En ambos pacientes, los niveles de liso-Gb1 disminuyeron a la mitad después de seis meses de ambroxol más ERT, y disminuyeron aún más (en alrededor del 65%) después de uno o dos años de este tratamiento combinado.

El niño también tuvo una reducción del 60.9% en los niveles de liso-Gb1 en su líquido cefalorraquídeo, el líquido alrededor del cerebro y la médula espinal, después de dos años de uso de ambroxol. Este análisis no se realizó en la paciente femenina.

A los seis meses de haber recibido ambroxol, ambos pacientes mostraron mejoras en la coordinación y las habilidades para caminar. El niño pudo moverse sin su silla de ruedas por períodos cortos, y la mujer pudo caminar sin silla de ruedas.

Sin embargo, estas ganancias de movilidad se perdieron para el niño después de varias fracturas en la pierna y el pie, lo que causó dolor y limitó su forma de caminar.

Si bien el niño no mostró cambios en el tipo, frecuencia o duración de las convulsiones con ambroxol, la mujer tuvo una fuerte reducción en la duración de sus convulsiones, y desde entonces no ha sido hospitalizada por estado epiléptico.

Los investigadores dijeron que las diferentes respuestas al ambroxol observadas en estas dos personas probablemente se deban a que portan distintas mutaciones de GBA. Y, a pesar de las mejoras observadas en los síntomas neurológicos, el ambroxol no pudo aliviar completamente las convulsiones en ninguno de los pacientes, agregaron.

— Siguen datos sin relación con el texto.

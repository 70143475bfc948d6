use crate::db::errors::{DbError, Result};
use crate::db::models::clusters::{Cluster, ClusterStatus, ClusterUsage};
use crate::types::{new_private_cluster_id, ClusterId, OrgId, GLOBAL_CLUSTER_ID};
use sqlx::PgConnection;
use tracing::instrument;

/// Repository for the `clusters` and `cluster_usage` tables.
pub struct Clusters<'c> {
    db: &'c mut PgConnection,
}

impl<'c> Clusters<'c> {
    pub fn new(db: &'c mut PgConnection) -> Self {
        Self { db }
    }

    #[instrument(skip(self), err)]
    pub async fn get_by_id(&mut self, id: &ClusterId) -> Result<Option<Cluster>> {
        let cluster = sqlx::query_as::<_, Cluster>("SELECT * FROM clusters WHERE id = $1")
            .bind(id)
            .fetch_optional(&mut *self.db)
            .await?;

        Ok(cluster)
    }

    #[instrument(skip(self), err)]
    pub async fn get_global(&mut self) -> Result<Option<Cluster>> {
        let cluster = sqlx::query_as::<_, Cluster>("SELECT * FROM clusters WHERE cluster_type = 'global_shared'")
            .fetch_optional(&mut *self.db)
            .await?;

        Ok(cluster)
    }

    #[instrument(skip(self), err)]
    pub async fn get_private_for_org(&mut self, org_id: OrgId) -> Result<Option<Cluster>> {
        let cluster = sqlx::query_as::<_, Cluster>(
            "SELECT * FROM clusters WHERE cluster_type = 'private' AND owner_org_id = $1",
        )
        .bind(org_id)
        .fetch_optional(&mut *self.db)
        .await?;

        Ok(cluster)
    }

    /// Insert the single global shared cluster, already running, with the
    /// shared infrastructure coordinates, and seed its usage row.
    ///
    /// Safe under concurrency: if another caller won the insert race, the
    /// winner's row is returned instead. The id is the constant
    /// `GLOBAL_CLUSTER_ID`, so the loser trips the primary key before the
    /// `clusters_single_global` index ever gets a chance; both spellings of
    /// the conflict mean the same thing here.
    #[instrument(skip(self, host, api_url), err)]
    pub async fn insert_global_running(&mut self, host: &str, port: u16, api_url: &str) -> Result<Cluster> {
        let inserted = sqlx::query_as::<_, Cluster>(
            r#"
            INSERT INTO clusters (id, cluster_type, status, postgres_host, postgres_port, api_url)
            VALUES ($1, 'global_shared', 'running', $2, $3, $4)
            RETURNING *
            "#,
        )
        .bind(GLOBAL_CLUSTER_ID)
        .bind(host)
        .bind(port as i32)
        .bind(api_url)
        .fetch_one(&mut *self.db)
        .await
        .map_err(DbError::from);

        let cluster = match inserted {
            Ok(cluster) => cluster,
            Err(err)
                if err.is_unique_violation_on("clusters_pkey")
                    || err.is_unique_violation_on("clusters_single_global") => self
                .get_global()
                .await?
                .ok_or_else(|| DbError::Other(anyhow::anyhow!("global cluster vanished after insert race")))?,
            Err(err) => return Err(err),
        };

        self.seed_usage(&cluster.id).await?;
        Ok(cluster)
    }

    /// Insert a private cluster row in `creating` for the given org.
    ///
    /// Two concurrent project creations for a cluster-less org both reach
    /// this insert; the partial unique index on (owner_org_id) lets exactly
    /// one through and the loser re-reads and reuses the winner's row. The
    /// returned flag is true only for the caller that actually inserted.
    #[instrument(skip(self), err)]
    pub async fn insert_private_creating(&mut self, org_id: OrgId) -> Result<(Cluster, bool)> {
        let id = new_private_cluster_id(&org_id);

        let inserted = sqlx::query_as::<_, Cluster>(
            r#"
            INSERT INTO clusters (id, cluster_type, owner_org_id, status)
            VALUES ($1, 'private', $2, 'creating')
            RETURNING *
            "#,
        )
        .bind(&id)
        .bind(org_id)
        .fetch_one(&mut *self.db)
        .await
        .map_err(DbError::from);

        let (cluster, created) = match inserted {
            Ok(cluster) => (cluster, true),
            Err(err) if err.is_unique_violation_on("clusters_owner_org_unique") => {
                let winner = self.get_private_for_org(org_id).await?.ok_or_else(|| {
                    DbError::Other(anyhow::anyhow!("private cluster for {org_id} vanished after insert race"))
                })?;
                (winner, false)
            }
            Err(err) => return Err(err),
        };

        self.seed_usage(&cluster.id).await?;
        Ok((cluster, created))
    }

    /// Flip a `creating` cluster to `running`, assigning its coordinates.
    ///
    /// Guarded by the current status so a cluster never moves backwards;
    /// returns `None` when the cluster was not in `creating`.
    #[instrument(skip(self, host, api_url), err)]
    pub async fn mark_running(&mut self, id: &ClusterId, host: &str, port: u16, api_url: &str) -> Result<Option<Cluster>> {
        let cluster = sqlx::query_as::<_, Cluster>(
            r#"
            UPDATE clusters SET status = 'running', postgres_host = $2, postgres_port = $3, api_url = $4
            WHERE id = $1 AND status = 'creating'
            RETURNING *
            "#,
        )
        .bind(id)
        .bind(host)
        .bind(port as i32)
        .bind(api_url)
        .fetch_optional(&mut *self.db)
        .await?;

        Ok(cluster)
    }

    /// Flip a `creating` cluster to `failed`. Not retried automatically.
    #[instrument(skip(self), err)]
    pub async fn mark_failed(&mut self, id: &ClusterId) -> Result<()> {
        sqlx::query("UPDATE clusters SET status = 'failed' WHERE id = $1 AND status = 'creating'")
            .bind(id)
            .execute(&mut *self.db)
            .await?;

        Ok(())
    }

    #[instrument(skip(self), err)]
    pub async fn list_by_status(&mut self, status: ClusterStatus) -> Result<Vec<Cluster>> {
        let clusters = sqlx::query_as::<_, Cluster>("SELECT * FROM clusters WHERE status = $1 ORDER BY created_at")
            .bind(status)
            .fetch_all(&mut *self.db)
            .await?;

        Ok(clusters)
    }

    /// Ensure a usage row exists for the cluster (all gauges zero).
    async fn seed_usage(&mut self, cluster_id: &ClusterId) -> Result<()> {
        sqlx::query("INSERT INTO cluster_usage (cluster_id) VALUES ($1) ON CONFLICT (cluster_id) DO NOTHING")
            .bind(cluster_id)
            .execute(&mut *self.db)
            .await?;

        Ok(())
    }

    /// Overwrite the cluster's usage gauge with a fresh snapshot.
    #[instrument(skip(self, usage), fields(cluster_id = %usage.cluster_id), err)]
    pub async fn overwrite_usage(&mut self, usage: &ClusterUsage) -> Result<()> {
        sqlx::query(
            r#"
            INSERT INTO cluster_usage (cluster_id, project_count, cpu_percent, memory_mb, active_connections, updated_at)
            VALUES ($1, $2, $3, $4, $5, NOW())
            ON CONFLICT (cluster_id) DO UPDATE SET
                project_count = EXCLUDED.project_count,
                cpu_percent = EXCLUDED.cpu_percent,
                memory_mb = EXCLUDED.memory_mb,
                active_connections = EXCLUDED.active_connections,
                updated_at = NOW()
            "#,
        )
        .bind(&usage.cluster_id)
        .bind(usage.project_count)
        .bind(usage.cpu_percent)
        .bind(usage.memory_mb)
        .bind(usage.active_connections)
        .execute(&mut *self.db)
        .await?;

        Ok(())
    }

    #[instrument(skip(self), err)]
    pub async fn get_usage(&mut self, cluster_id: &ClusterId) -> Result<Option<ClusterUsage>> {
        let usage = sqlx::query_as::<_, ClusterUsage>("SELECT * FROM cluster_usage WHERE cluster_id = $1")
            .bind(cluster_id)
            .fetch_optional(&mut *self.db)
            .await?;

        Ok(usage)
    }
}

#[cfg(test)]
mod tests {
    use super::*;
    use crate::db::models::clusters::ClusterType;
    use sqlx::PgPool;
    use uuid::Uuid;

    #[sqlx::test]
    #[test_log::test]
    async fn global_cluster_insert_survives_the_singleton_race(pool: PgPool) {
        let mut conn = pool.acquire().await.unwrap();
        let first = Clusters::new(&mut conn)
            .insert_global_running("db.internal", 54322, "http://gw.internal")
            .await
            .unwrap();
        assert_eq!(first.id, GLOBAL_CLUSTER_ID);
        assert_eq!(first.status, ClusterStatus::Running);
        assert_eq!(first.coordinates(), Some(("db.internal", 54322)));

        // Second insert loses on the partial unique index and returns the winner.
        let second = Clusters::new(&mut conn)
            .insert_global_running("other.host", 5432, "http://other")
            .await
            .unwrap();
        assert_eq!(second.id, first.id);
        assert_eq!(second.coordinates(), Some(("db.internal", 54322)));

        let usage = Clusters::new(&mut conn).get_usage(&first.id).await.unwrap().unwrap();
        assert_eq!(usage.project_count, 0);
    }

    #[sqlx::test]
    #[test_log::test]
    async fn one_private_cluster_per_org(pool: PgPool) {
        let mut conn = pool.acquire().await.unwrap();
        let org = Uuid::new_v4();

        let (first, created) = Clusters::new(&mut conn).insert_private_creating(org).await.unwrap();
        assert!(created);
        assert_eq!(first.cluster_type, ClusterType::Private);
        assert_eq!(first.status, ClusterStatus::Creating);
        assert_eq!(first.owner_org_id, Some(org));

        let (second, created) = Clusters::new(&mut conn).insert_private_creating(org).await.unwrap();
        assert!(!created);
        assert_eq!(second.id, first.id);

        // A different org gets its own cluster.
        let (other, created) = Clusters::new(&mut conn).insert_private_creating(Uuid::new_v4()).await.unwrap();
        assert!(created);
        assert_ne!(other.id, first.id);
    }

    #[sqlx::test]
    #[test_log::test]
    async fn mark_running_is_guarded_by_creating(pool: PgPool) {
        let mut conn = pool.acquire().await.unwrap();
        let org = Uuid::new_v4();
        let (cluster, _) = Clusters::new(&mut conn).insert_private_creating(org).await.unwrap();

        let running = Clusters::new(&mut conn)
            .mark_running(&cluster.id, "db.internal", 54322, "http://gw.internal")
            .await
            .unwrap()
            .unwrap();
        assert_eq!(running.status, ClusterStatus::Running);

        // Already running: the guard refuses a second flip.
        let again = Clusters::new(&mut conn)
            .mark_running(&cluster.id, "elsewhere", 1111, "http://x")
            .await
            .unwrap();
        assert!(again.is_none());

        // mark_failed after running is also a no-op.
        Clusters::new(&mut conn).mark_failed(&cluster.id).await.unwrap();
        let current = Clusters::new(&mut conn).get_by_id(&cluster.id).await.unwrap().unwrap();
        assert_eq!(current.status, ClusterStatus::Running);
    }

    #[sqlx::test]
    #[test_log::test]
    async fn list_by_status_filters(pool: PgPool) {
        let mut conn = pool.acquire().await.unwrap();
        let (a, _) = Clusters::new(&mut conn).insert_private_creating(Uuid::new_v4()).await.unwrap();
        let (b, _) = Clusters::new(&mut conn).insert_private_creating(Uuid::new_v4()).await.unwrap();
        Clusters::new(&mut conn)
            .mark_running(&a.id, "db.internal", 54322, "http://gw")
            .await
            .unwrap();

        let creating = Clusters::new(&mut conn).list_by_status(ClusterStatus::Creating).await.unwrap();
        assert_eq!(creating.len(), 1);
        assert_eq!(creating[0].id, b.id);
    }
}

Ambroxol fue bien tolerado por ambos, sin informes de eventos adversos.

La evidencia de estos dos casos sugiere que “el ambroxol en combinación con ERT puede ser un tratamiento potencialmente prometedor para pacientes con GD3 [enfermedad de Gaucher tipo 3], dependiendo de las [mutaciones] del paciente”, escribieron los investigadores.

Aún así, “se necesitan ensayos clínicos aleatorios, con un mayor número de pacientes, para evaluar más a fondo estos hallazgos”, concluyeron.